A better place for this question would be Python‌ or Geodatabase

JoeBorgione
MVP Esteemed Contributor

 First it prints NULL values present always, even when I change the fields to fields that are fully populated. 

Could that be a result of using 'OR'?  Basically you are asking 'if one or more of these 3 fields is null'.

 

I've struggled with where clauses myself: in this thread using field delimeters was suggested and helped immensely.

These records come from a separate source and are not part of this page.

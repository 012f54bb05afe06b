// src/runtime/supervisor.rs
//! Supervised pool
//!
//! Wraps a [`StaticPool`] and, every `watch_tick`, inspects each worker
//! against the configured limits, in order:
//!
//! 1. **TTL**: worker older than `ttl`
//! 2. **Memory**: resident memory at or above `max_worker_memory`
//! 3. **Idle TTL**: Ready worker unused for `idle_ttl`
//! 4. **Exec TTL**: Working worker busy for longer than `exec_ttl`
//!
//! The first limit hit wins. Idle workers are removed immediately; busy
//! workers are only flagged and disposed of when their request completes.

use crate::events::{EventKind, EventListener};
use crate::payload::Payload;
use crate::runtime::pool::{Pool, StaticPool};
use crate::runtime::process_state::{process_state, ProcessState};
use crate::runtime::worker::{Worker, WorkerInfo, WorkerState};
use crate::utils::config::{PoolConfig, SupervisorConfig};
use crate::utils::errors::Result;
use async_trait::async_trait;
use parking_lot::Mutex;
use std::sync::Arc;
use std::time::Duration;
use tokio::task::JoinHandle;
use tokio::time::MissedTickBehavior;
use tracing::{debug, info};

/// [`StaticPool`] plus a periodic limit check
pub struct SupervisedPool {
    pool: Arc<StaticPool>,
    cfg: SupervisorConfig,
    ticker: Mutex<Option<JoinHandle<()>>>,
}

impl SupervisedPool {
    pub fn new(pool: Arc<StaticPool>, cfg: SupervisorConfig) -> Self {
        Self {
            pool,
            cfg,
            ticker: Mutex::new(None),
        }
    }

    /// Start the control loop; does nothing if it already runs
    pub fn start(&self) {
        let mut ticker = self.ticker.lock();
        if ticker.is_some() {
            return;
        }

        let pool = Arc::clone(&self.pool);
        let cfg = self.cfg.clone();
        *ticker = Some(tokio::spawn(async move {
            let start = tokio::time::Instant::now() + cfg.watch_tick;
            let mut interval = tokio::time::interval_at(start, cfg.watch_tick);
            interval.set_missed_tick_behavior(MissedTickBehavior::Delay);

            loop {
                interval.tick().await;
                control(&pool, &cfg);
            }
        }));

        info!(watch_tick = ?self.cfg.watch_tick, "Supervisor started");
    }

    /// Stop the control loop
    pub fn stop(&self) {
        if let Some(ticker) = self.ticker.lock().take() {
            ticker.abort();
            debug!("Supervisor stopped");
        }
    }

    pub fn inner(&self) -> &StaticPool {
        &self.pool
    }
}

/// Smaller of the caller's deadline and the configured exec TTL
fn effective_ttl(cfg: &SupervisorConfig, ttl: Duration) -> Duration {
    if cfg.exec_ttl.is_zero() {
        ttl
    } else {
        ttl.min(cfg.exec_ttl)
    }
}

impl Drop for SupervisedPool {
    fn drop(&mut self) {
        self.stop();
    }
}

/// One supervision pass over the live workers
fn control(pool: &StaticPool, cfg: &SupervisorConfig) {
    let max_memory = cfg.max_worker_memory_bytes();

    for worker in pool.watcher().handles() {
        let state = worker.state().get();
        if !state.is_active() {
            continue;
        }

        if !cfg.ttl.is_zero() && worker.state().age() >= cfg.ttl {
            evict(pool, &worker, EventKind::Ttl, format!("ttl of {:?} reached", cfg.ttl));
            continue;
        }

        if let Some(limit) = max_memory {
            let reading = memory_reading(process_state(worker.pid()), worker.has_exited());
            let usage = match reading {
                Ok(usage) => usage,
                Err(e) => {
                    worker.emit(
                        EventKind::SupervisorError,
                        format!("can't read worker memory usage: {}", e),
                    );
                    None
                }
            };
            if let Some(usage) = usage {
                if usage.memory_usage >= limit {
                    evict(
                        pool,
                        &worker,
                        EventKind::MaxMemory,
                        format!(
                            "memory usage {} MiB exceeds limit of {} MiB",
                            usage.memory_mib(),
                            cfg.max_worker_memory
                        ),
                    );
                    continue;
                }
            }
        }

        if !cfg.idle_ttl.is_zero()
            && state == WorkerState::Ready
            && worker.state().idle_for() >= cfg.idle_ttl
        {
            evict(
                pool,
                &worker,
                EventKind::IdleTtl,
                format!("idle for longer than {:?}", cfg.idle_ttl),
            );
            continue;
        }

        if !cfg.exec_ttl.is_zero() && state == WorkerState::Working {
            if let Some(elapsed) = worker.state().exec_elapsed() {
                if elapsed >= cfg.exec_ttl
                    && worker
                        .state()
                        .compare_and_set(WorkerState::Working, WorkerState::Invalid)
                {
                    worker.emit(
                        EventKind::ExecTtl,
                        format!("execution running for {:?}, limit {:?}", elapsed, cfg.exec_ttl),
                    );
                }
            }
        }
    }
}

/// A failed reading only matters while the process is still running
fn memory_reading(reading: Result<ProcessState>, exited: bool) -> Result<Option<ProcessState>> {
    match reading {
        Ok(usage) => Ok(Some(usage)),
        // the watcher handles exited processes
        Err(_) if exited => Ok(None),
        Err(e) => Err(e),
    }
}

fn evict(pool: &StaticPool, worker: &Worker, kind: EventKind, message: String) {
    worker.emit(kind, message);
    pool.watcher().remove(worker);
}

#[async_trait]
impl Pool for SupervisedPool {
    async fn exec(&self, payload: &Payload) -> Result<Payload> {
        if self.cfg.exec_ttl.is_zero() {
            self.pool.exec(payload).await
        } else {
            self.pool.exec_with_ttl(self.cfg.exec_ttl, payload).await
        }
    }

    async fn exec_with_ttl(&self, ttl: Duration, payload: &Payload) -> Result<Payload> {
        self.pool
            .exec_with_ttl(effective_ttl(&self.cfg, ttl), payload)
            .await
    }

    fn workers(&self) -> Vec<WorkerInfo> {
        self.pool.workers()
    }

    fn remove_worker(&self, pid: u32) -> bool {
        self.pool.remove_worker(pid)
    }

    async fn reset(&self, timeout: Duration) -> Result<()> {
        self.pool.reset(timeout).await
    }

    async fn destroy(&self, timeout: Duration) {
        self.stop();
        self.pool.destroy(timeout).await;
    }

    fn add_listener(&self, listener: Arc<dyn EventListener>) {
        self.pool.add_listener(listener);
    }

    fn config(&self) -> &PoolConfig {
        self.pool.config()
    }
}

In terms of a 'cleaner' where clause, I prefer using the format() function over the use of '+':

import arcpy

inFeature = 'SCRIPT_PARAMETERS_TEST'

inField = 'Prov'  
inField1 = 'Rd_Symbol'
inField2 = 'Name_Type'

 

#nul = 'NULL'
#where_clause = inField + " IS " + nul + " or " + inField1 + " IS " + nul + " or " + inField2 + " IS " + nul

where_clause = '{} IS NULL or {} IS NULL or {} IS NULL'.format(inField,inField1,inField2)‍‍‍‍‍‍‍‍‍‍‍‍‍‍‍‍‍‍‍‍‍‍‍‍‍‍‍‍‍‍‍‍‍‍‍‍‍‍‍‍‍‍
That should just about do it....
DoratheaBlock
New Contributor II

 By 'Basically you are asking 'if one or more of these 3 fields is null' do you mean that I am testing if the field exists or not (that would not be what I am attempting to do) or if  any value/row in any of the fields are NULL (what I am trying to do)?

0 Kudos
JoeBorgione
MVP Esteemed Contributor

The latter. You know the fields exist;  you are checking the values. What I am suggesting is sometimes we need to be careful for what we ask for.   With the OR  condition all you need is one of those three fields to be the <Null> value (None in pythonese) and your Where statement evaluates to true.   I think you and Joshua Bixby‌ have a good thing going. I'll watch from sidelines...

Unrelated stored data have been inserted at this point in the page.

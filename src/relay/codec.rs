// src/relay/codec.rs
//! Frame codec
//!
//! Wire layout of a frame, after a 4-byte big-endian length prefix:
//!
//! ```text
//! ┌───────┬──────────────────┬───────────────┬────────────┐
//! │ flags │ context len (BE) │ context bytes │ body bytes │
//! │ 1 B   │ 4 B              │ n B           │ rest       │
//! └───────┴──────────────────┴───────────────┴────────────┘
//! ```

use crate::relay::Frame;
use crate::utils::errors::{PoolError, Result};
use bytes::{Buf, BufMut, Bytes, BytesMut};
use tokio_util::codec::{Decoder, Encoder, LengthDelimitedCodec};

/// Largest frame accepted on either side (64 MiB)
pub const MAX_FRAME_LENGTH: usize = 64 * 1024 * 1024;

/// flags + context length
const HEADER_LEN: usize = 5;

/// Length-delimited frame codec
#[derive(Debug)]
pub struct FrameCodec {
    inner: LengthDelimitedCodec,
}

impl FrameCodec {
    pub fn new() -> Self {
        Self {
            inner: LengthDelimitedCodec::builder()
                .max_frame_length(MAX_FRAME_LENGTH)
                .new_codec(),
        }
    }
}

impl Default for FrameCodec {
    fn default() -> Self {
        Self::new()
    }
}

impl Decoder for FrameCodec {
    type Item = Frame;
    type Error = PoolError;

    fn decode(&mut self, src: &mut BytesMut) -> Result<Option<Frame>> {
        let Some(mut buf) = self.inner.decode(src)? else {
            return Ok(None);
        };

        if buf.len() < HEADER_LEN {
            return Err(PoolError::Decode(format!(
                "frame of {} bytes is shorter than its header",
                buf.len()
            )));
        }

        let flags = buf.get_u8();
        let context_len = buf.get_u32() as usize;
        if context_len > buf.len() {
            return Err(PoolError::Decode(format!(
                "context length {} exceeds frame payload of {} bytes",
                context_len,
                buf.len()
            )));
        }

        let context = buf.split_to(context_len).freeze();
        let body = buf.freeze();

        Ok(Some(Frame {
            flags,
            context,
            body,
        }))
    }
}

impl Encoder<Frame> for FrameCodec {
    type Error = PoolError;

    fn encode(&mut self, frame: Frame, dst: &mut BytesMut) -> Result<()> {
        let len = HEADER_LEN + frame.context.len() + frame.body.len();
        if len > MAX_FRAME_LENGTH {
            return Err(PoolError::Decode(format!(
                "frame of {} bytes exceeds the {} byte limit",
                len, MAX_FRAME_LENGTH
            )));
        }

        let mut buf = BytesMut::with_capacity(len);
        buf.put_u8(frame.flags);
        buf.put_u32(frame.context.len() as u32);
        buf.put_slice(&frame.context);
        buf.put_slice(&frame.body);

        self.inner.encode(Bytes::from(buf), dst)?;
        Ok(())
    }
}

#[cfg(test)]
mod tests {
    use super::*;
    use crate::relay::flags;
    use proptest::prelude::*;

    fn encode(frame: Frame) -> BytesMut {
        let mut codec = FrameCodec::new();
        let mut dst = BytesMut::new();
        codec.encode(frame, &mut dst).unwrap();
        dst
    }

    #[test]
    fn test_decode_waits_for_full_frame() {
        let mut wire = encode(Frame::data(Bytes::from("ctx"), Bytes::from("hello")));
        let tail = wire.split_off(6);

        let mut codec = FrameCodec::new();
        assert!(codec.decode(&mut wire).unwrap().is_none());

        wire.unsplit(tail);
        let frame = codec.decode(&mut wire).unwrap().unwrap();
        assert_eq!(frame.context, Bytes::from("ctx"));
        assert_eq!(frame.body, Bytes::from("hello"));
        assert_eq!(frame.flags, 0);
    }

    #[test]
    fn test_error_flag_survives_wire() {
        let mut wire = encode(Frame::error("boom"));
        let frame = FrameCodec::new().decode(&mut wire).unwrap().unwrap();
        assert!(frame.is_error());
        assert_eq!(frame.flags & flags::CONTROL, 0);
    }

    #[test]
    fn test_context_length_overflow_rejected() {
        let mut payload = BytesMut::new();
        payload.put_u8(0);
        payload.put_u32(100);
        payload.put_slice(b"short");

        let mut wire = BytesMut::new();
        LengthDelimitedCodec::new()
            .encode(payload.freeze(), &mut wire)
            .unwrap();

        let err = FrameCodec::new().decode(&mut wire).unwrap_err();
        assert!(matches!(err, PoolError::Decode(_)));
    }

    #[test]
    fn test_truncated_header_rejected() {
        let mut wire = BytesMut::new();
        LengthDelimitedCodec::new()
            .encode(Bytes::from_static(&[1, 0]), &mut wire)
            .unwrap();

        assert!(FrameCodec::new().decode(&mut wire).is_err());
    }

    proptest! {
        #[test]
        fn prop_back_to_back_frames_decode_in_order(
            first in proptest::collection::vec(any::<u8>(), 0..256),
            second in proptest::collection::vec(any::<u8>(), 0..256),
            split in 0usize..600,
        ) {
            let mut wire = encode(Frame::data(Bytes::from(first.clone()), Bytes::new()));
            wire.extend_from_slice(&encode(Frame::data(Bytes::new(), Bytes::from(second.clone()))));

            // feed the stream in two arbitrary chunks
            let split = split.min(wire.len());
            let rest = wire.split_off(split);
            let mut codec = FrameCodec::new();
            let mut decoded = Vec::new();
            while let Some(frame) = codec.decode(&mut wire).unwrap() {
                decoded.push(frame);
            }
            wire.unsplit(rest);
            while let Some(frame) = codec.decode(&mut wire).unwrap() {
                decoded.push(frame);
            }

            prop_assert_eq!(decoded.len(), 2);
            prop_assert_eq!(decoded[0].context.as_ref(), first.as_slice());
            prop_assert_eq!(decoded[1].body.as_ref(), second.as_slice());
        }
    }
}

That should just about do it....
JoshuaBixby
MVP Esteemed Contributor

Joe Borgione‌, I am tied up with family the next couple days, feel free to chime in.

0 Kudos
RandyBurton
MVP Regular Contributor

The quoting of your where clause is incorrect.  Try:

# if field_name is the name of the field:

where_clause = "field_name is NULL"

# if field_name is a variable containing a field name:

field_name = 'myFieldName' # the name of the field

where_clause = "{} is NULL".format(field_name)‍‍‍‍‍‍‍‍‍

That said,  I'm not sure if you want to indicate if a feature contains any field where there is a null, or if you want to find rows in the feature that has a field with a null value.  See this thread for some additional ideas: Calculate number of NULL values in a feature dataset.